:: ABOUT THIS TASK ::
Word for word, reproduce the records that follow.

:: RECORDS FOR THE TASK ::

Segment Open

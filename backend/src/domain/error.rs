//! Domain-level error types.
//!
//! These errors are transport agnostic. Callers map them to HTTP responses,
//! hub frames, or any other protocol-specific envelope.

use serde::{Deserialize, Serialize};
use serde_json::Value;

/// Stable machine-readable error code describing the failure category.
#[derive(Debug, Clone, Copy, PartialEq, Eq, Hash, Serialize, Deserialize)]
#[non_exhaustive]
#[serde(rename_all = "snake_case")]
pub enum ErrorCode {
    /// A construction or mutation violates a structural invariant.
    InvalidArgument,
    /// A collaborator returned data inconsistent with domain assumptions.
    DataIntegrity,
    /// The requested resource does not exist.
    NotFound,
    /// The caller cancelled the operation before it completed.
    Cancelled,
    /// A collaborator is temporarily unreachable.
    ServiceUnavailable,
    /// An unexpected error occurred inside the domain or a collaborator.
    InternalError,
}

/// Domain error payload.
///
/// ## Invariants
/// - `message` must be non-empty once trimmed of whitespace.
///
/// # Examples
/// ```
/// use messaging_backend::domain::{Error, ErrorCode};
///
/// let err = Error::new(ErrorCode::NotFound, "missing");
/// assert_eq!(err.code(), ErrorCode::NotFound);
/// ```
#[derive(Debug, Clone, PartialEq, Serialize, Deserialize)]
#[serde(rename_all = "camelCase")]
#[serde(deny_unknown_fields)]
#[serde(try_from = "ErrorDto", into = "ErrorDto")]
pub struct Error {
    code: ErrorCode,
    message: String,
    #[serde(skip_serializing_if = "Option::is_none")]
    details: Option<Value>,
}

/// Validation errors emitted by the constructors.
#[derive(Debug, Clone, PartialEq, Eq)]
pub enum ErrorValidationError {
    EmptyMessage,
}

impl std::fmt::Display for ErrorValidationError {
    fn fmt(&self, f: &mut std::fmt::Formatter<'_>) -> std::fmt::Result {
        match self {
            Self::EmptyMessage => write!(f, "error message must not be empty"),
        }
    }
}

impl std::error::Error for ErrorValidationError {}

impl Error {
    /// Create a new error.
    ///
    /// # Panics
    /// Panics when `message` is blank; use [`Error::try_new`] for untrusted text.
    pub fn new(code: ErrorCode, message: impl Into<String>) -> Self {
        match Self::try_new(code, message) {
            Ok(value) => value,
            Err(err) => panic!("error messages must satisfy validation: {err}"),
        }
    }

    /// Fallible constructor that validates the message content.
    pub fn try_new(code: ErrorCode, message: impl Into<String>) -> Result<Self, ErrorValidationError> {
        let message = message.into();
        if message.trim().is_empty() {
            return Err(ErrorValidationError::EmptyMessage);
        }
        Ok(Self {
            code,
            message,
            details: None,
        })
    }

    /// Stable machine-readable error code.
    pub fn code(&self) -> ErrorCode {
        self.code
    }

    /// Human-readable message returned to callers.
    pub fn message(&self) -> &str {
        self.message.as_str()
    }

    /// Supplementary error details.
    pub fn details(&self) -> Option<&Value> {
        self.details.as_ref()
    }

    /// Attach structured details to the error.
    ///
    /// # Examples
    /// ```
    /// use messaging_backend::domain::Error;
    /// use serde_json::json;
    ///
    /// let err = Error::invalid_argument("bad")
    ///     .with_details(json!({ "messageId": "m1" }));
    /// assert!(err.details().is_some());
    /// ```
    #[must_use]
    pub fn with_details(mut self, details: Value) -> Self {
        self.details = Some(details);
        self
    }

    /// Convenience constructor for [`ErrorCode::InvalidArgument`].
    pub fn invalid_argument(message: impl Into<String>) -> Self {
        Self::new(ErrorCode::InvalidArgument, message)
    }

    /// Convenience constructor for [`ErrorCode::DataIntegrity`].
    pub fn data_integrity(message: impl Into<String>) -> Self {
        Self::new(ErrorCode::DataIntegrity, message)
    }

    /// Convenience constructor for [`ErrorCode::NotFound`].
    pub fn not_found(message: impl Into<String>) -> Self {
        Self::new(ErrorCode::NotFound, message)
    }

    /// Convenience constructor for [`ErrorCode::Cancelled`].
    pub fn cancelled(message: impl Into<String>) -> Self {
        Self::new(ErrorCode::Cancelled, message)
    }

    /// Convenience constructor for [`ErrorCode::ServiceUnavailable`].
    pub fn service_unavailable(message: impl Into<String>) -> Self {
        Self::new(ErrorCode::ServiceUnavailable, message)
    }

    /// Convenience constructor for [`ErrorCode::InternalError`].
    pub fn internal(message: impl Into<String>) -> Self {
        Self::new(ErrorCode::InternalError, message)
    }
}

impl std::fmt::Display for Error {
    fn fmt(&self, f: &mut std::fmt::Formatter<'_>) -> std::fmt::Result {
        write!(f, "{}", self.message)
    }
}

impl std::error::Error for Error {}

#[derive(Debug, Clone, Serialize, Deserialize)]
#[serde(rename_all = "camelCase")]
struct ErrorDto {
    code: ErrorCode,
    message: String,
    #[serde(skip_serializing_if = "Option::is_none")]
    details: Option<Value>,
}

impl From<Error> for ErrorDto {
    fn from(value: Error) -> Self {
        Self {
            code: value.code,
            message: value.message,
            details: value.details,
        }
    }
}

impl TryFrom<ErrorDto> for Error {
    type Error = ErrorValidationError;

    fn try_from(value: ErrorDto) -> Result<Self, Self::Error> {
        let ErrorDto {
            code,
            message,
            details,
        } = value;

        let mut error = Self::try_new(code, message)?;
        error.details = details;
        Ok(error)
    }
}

Segment Closed

:: TASK OUTPUT ::
filename backend/src/domain/error.rs
//! Domain-level error types.
//!
//! These errors are transport agnostic. Callers map them to HTTP responses,
//! hub frames, or any other protocol-specific envelope.

use serde::{Deserialize, Serialize};
use serde_json::Value;

/// Stable machine-readable error code describing the failure category.
#[derive(Debug, Clone, Copy, PartialEq, Eq, Hash, Serialize, Deserialize)]
#[non_exhaustive]
#[serde(rename_all = "snake_case")]
pub enum ErrorCode {
    /// A construction or mutation violates a structural invariant.
    InvalidArgument,
    /// A collaborator returned data inconsistent with domain assumptions.
    DataIntegrity,
    /// The requested resource does not exist.
    NotFound,
    /// The caller cancelled the operation before it completed.
    Cancelled,
    /// A collaborator is temporarily unreachable.
    ServiceUnavailable,
    /// An unexpected error occurred inside the domain or a collaborator.
    InternalError,
}

/// Domain error payload.
///
/// ## Invariants
/// - `message` must be non-empty once trimmed of whitespace.
///
/// # Examples
/// ```
/// use messaging_backend::domain::{Error, ErrorCode};
///
/// let err = Error::new(ErrorCode::NotFound, "missing");
/// assert_eq!(err.code(), ErrorCode::NotFound);
/// ```
#[derive(Debug, Clone, PartialEq, Serialize, Deserialize)]
#[serde(rename_all = "camelCase")]
#[serde(deny_unknown_fields)]
#[serde(try_from = "ErrorDto", into = "ErrorDto")]
pub struct Error {
    code: ErrorCode,
    message: String,
    #[serde(skip_serializing_if = "Option::is_none")]
    details: Option<Value>,
}

/// Validation errors emitted by the constructors.
#[derive(Debug, Clone, PartialEq, Eq)]
pub enum ErrorValidationError {
    EmptyMessage,
}

impl std::fmt::Display for ErrorValidationError {
    fn fmt(&self, f: &mut std::fmt::Formatter<'_>) -> std::fmt::Result {
        match self {
            Self::EmptyMessage => write!(f, "error message must not be empty"),
        }
    }
}

impl std::error::Error for ErrorValidationError {}

impl Error {
    /// Create a new error.
    ///
    /// # Panics
    /// Panics when `message` is blank; use [`Error::try_new`] for untrusted text.
    pub fn new(code: ErrorCode, message: impl Into<String>) -> Self {
        match Self::try_new(code, message) {
            Ok(value) => value,
            Err(err) => panic!("error messages must satisfy validation: {err}"),
        }
    }

    /// Fallible constructor that validates the message content.
    pub fn try_new(code: ErrorCode, message: impl Into<String>) -> Result<Self, ErrorValidationError> {
        let message = message.into();
        if message.trim().is_empty() {
            return Err(ErrorValidationError::EmptyMessage);
        }
        Ok(Self {
            code,
            message,
            details: None,
        })
    }

    /// Stable machine-readable error code.
    pub fn code(&self) -> ErrorCode {
        self.code
    }

    /// Human-readable message returned to callers.
    pub fn message(&self) -> &str {
        self.message.as_str()
    }

    /// Supplementary error details.
    pub fn details(&self) -> Option<&Value> {
        self.details.as_ref()
    }

    /// Attach structured details to the error.
    ///
    /// # Examples
    /// ```
    /// use messaging_backend::domain::Error;
    /// use serde_json::json;
    ///
    /// let err = Error::invalid_argument("bad")
    ///     .with_details(json!({ "messageId": "m1" }));
    /// assert!(err.details().is_some());
    /// ```
    #[must_use]
    pub fn with_details(mut self, details: Value) -> Self {
        self.details = Some(details);
        self
    }

    /// Convenience constructor for [`ErrorCode::InvalidArgument`].
    pub fn invalid_argument(message: impl Into<String>) -> Self {
        Self::new(ErrorCode::InvalidArgument, message)
    }

    /// Convenience constructor for [`ErrorCode::DataIntegrity`].
    pub fn data_integrity(message: impl Into<String>) -> Self {
        Self::new(ErrorCode::DataIntegrity, message)
    }

    /// Convenience constructor for [`ErrorCode::NotFound`].
    pub fn not_found(message: impl Into<String>) -> Self {
        Self::new(ErrorCode::NotFound, message)
    }

    /// Convenience constructor for [`ErrorCode::Cancelled`].
    pub fn cancelled(message: impl Into<String>) -> Self {
        Self::new(ErrorCode::Cancelled, message)
    }

    /// Convenience constructor for [`ErrorCode::ServiceUnavailable`].
    pub fn service_unavailable(message: impl Into<String>) -> Self {
        Self::new(ErrorCode::ServiceUnavailable, message)
    }

    /// Convenience constructor for [`ErrorCode::InternalError`].
    pub fn internal(message: impl Into<String>) -> Self {
        Self::new(ErrorCode::InternalError, message)
    }
}

impl std::fmt::Display for Error {
    fn fmt(&self, f: &mut std::fmt::Formatter<'_>) -> std::fmt::Result {
        write!(f, "{}", self.message)
    }
}

impl std::error::Error for Error {}

#[derive(Debug, Clone, Serialize, Deserialize)]
#[serde(rename_all = "camelCase")]
struct ErrorDto {
    code: ErrorCode,
    message: String,
    #[serde(skip_serializing_if = "Option::is_none")]
    details: Option<Value>,
}

impl From<Error> for ErrorDto {
    fn from(value: Error) -> Self {
        Self {
            code: value.code,
            message: value.message,
            details: value.details,
        }
    }
}

impl TryFrom<ErrorDto> for Error {
    type Error = ErrorValidationError;

    fn try_from(value: ErrorDto) -> Result<Self, Self::Error> {
        let ErrorDto {
            code,
            message,
            details,
        } = value;

        let mut error = Self::try_new(code, message)?;
        error.details = details;
        Ok(error)
    }
}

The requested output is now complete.